- [Problem requirements] Look through the material beneath and copy each line with the word "respond".

- [Records for the exercise]
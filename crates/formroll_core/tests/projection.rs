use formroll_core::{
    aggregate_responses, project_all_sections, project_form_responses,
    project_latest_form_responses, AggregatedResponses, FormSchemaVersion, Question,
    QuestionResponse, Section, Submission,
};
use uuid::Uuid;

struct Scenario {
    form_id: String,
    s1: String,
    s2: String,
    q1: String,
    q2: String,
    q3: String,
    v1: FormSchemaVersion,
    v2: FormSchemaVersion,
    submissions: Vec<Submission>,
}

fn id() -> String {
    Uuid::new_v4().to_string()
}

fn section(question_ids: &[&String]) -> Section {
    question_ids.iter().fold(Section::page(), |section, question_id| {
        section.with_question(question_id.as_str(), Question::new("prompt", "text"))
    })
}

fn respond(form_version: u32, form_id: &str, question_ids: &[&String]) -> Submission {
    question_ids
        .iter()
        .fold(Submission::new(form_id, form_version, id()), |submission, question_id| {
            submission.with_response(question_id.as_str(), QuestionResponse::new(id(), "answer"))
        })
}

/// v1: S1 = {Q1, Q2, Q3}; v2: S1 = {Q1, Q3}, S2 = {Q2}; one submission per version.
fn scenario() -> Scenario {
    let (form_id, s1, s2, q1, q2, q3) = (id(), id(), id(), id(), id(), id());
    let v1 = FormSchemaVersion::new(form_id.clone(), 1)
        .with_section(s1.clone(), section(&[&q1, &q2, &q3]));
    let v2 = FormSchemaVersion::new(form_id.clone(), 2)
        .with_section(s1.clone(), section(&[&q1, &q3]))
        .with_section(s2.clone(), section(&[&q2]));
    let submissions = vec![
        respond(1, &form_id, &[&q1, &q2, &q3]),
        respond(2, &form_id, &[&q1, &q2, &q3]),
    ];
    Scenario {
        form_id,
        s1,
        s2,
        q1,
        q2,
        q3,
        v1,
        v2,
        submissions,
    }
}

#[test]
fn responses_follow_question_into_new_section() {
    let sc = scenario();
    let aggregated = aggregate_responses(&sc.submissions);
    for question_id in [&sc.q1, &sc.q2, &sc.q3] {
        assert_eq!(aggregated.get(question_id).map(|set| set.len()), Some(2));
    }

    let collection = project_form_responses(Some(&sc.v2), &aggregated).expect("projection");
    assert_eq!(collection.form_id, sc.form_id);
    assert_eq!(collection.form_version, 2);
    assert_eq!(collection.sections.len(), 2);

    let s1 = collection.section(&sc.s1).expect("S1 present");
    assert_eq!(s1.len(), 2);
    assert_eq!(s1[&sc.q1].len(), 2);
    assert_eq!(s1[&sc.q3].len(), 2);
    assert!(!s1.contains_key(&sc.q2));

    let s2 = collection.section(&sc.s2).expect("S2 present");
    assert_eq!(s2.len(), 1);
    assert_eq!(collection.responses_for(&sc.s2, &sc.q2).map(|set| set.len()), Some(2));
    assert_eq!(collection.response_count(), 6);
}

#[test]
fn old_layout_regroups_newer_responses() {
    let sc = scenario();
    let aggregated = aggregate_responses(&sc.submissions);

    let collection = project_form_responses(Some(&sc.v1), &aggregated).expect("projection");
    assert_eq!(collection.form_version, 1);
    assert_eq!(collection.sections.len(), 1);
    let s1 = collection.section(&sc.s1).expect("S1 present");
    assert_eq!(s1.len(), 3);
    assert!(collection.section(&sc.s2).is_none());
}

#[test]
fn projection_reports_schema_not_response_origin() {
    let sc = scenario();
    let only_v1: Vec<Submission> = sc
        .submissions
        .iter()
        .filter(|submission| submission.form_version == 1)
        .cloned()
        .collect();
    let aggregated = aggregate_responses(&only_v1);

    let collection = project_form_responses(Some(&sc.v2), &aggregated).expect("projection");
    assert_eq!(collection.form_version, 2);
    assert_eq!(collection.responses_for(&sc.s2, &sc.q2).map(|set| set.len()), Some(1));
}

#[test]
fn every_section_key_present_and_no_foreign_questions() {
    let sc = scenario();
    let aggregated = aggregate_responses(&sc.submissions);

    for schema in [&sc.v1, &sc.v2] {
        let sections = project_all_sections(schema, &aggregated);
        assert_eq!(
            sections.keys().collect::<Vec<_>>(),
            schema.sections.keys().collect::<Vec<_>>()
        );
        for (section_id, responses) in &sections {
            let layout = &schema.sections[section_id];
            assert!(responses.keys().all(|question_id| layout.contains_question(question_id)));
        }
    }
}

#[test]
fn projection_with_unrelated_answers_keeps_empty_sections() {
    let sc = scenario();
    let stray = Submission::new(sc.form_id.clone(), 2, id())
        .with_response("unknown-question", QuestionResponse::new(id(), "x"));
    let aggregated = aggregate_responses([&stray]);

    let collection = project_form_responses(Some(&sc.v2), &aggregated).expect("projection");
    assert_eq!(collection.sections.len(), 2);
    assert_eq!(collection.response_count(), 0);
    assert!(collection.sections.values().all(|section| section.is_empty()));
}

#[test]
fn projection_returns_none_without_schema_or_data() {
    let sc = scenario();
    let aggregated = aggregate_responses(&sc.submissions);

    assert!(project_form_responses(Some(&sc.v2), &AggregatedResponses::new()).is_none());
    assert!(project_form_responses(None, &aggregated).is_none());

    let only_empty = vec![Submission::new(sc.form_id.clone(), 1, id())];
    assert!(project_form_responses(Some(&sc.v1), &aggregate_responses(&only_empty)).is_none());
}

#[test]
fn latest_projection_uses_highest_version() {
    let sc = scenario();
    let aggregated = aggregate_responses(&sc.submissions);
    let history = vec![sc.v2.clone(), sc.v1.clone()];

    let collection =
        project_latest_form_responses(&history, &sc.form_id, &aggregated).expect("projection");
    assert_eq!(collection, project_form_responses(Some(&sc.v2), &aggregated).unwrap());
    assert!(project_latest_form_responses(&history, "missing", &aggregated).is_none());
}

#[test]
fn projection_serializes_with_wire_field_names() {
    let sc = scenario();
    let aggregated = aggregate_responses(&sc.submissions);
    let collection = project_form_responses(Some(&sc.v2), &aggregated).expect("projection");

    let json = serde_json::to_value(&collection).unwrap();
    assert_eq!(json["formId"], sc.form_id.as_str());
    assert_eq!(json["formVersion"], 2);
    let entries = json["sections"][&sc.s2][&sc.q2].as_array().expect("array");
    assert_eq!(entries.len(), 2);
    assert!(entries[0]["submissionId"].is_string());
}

- [The completed task]
fn respond(form_version: u32, form_id: &str, question_ids: &[&String]) -> Submission {
        respond(1, &form_id, &[&q1, &q2, &q3]),
        respond(2, &form_id, &[&q1, &q2, &q3]),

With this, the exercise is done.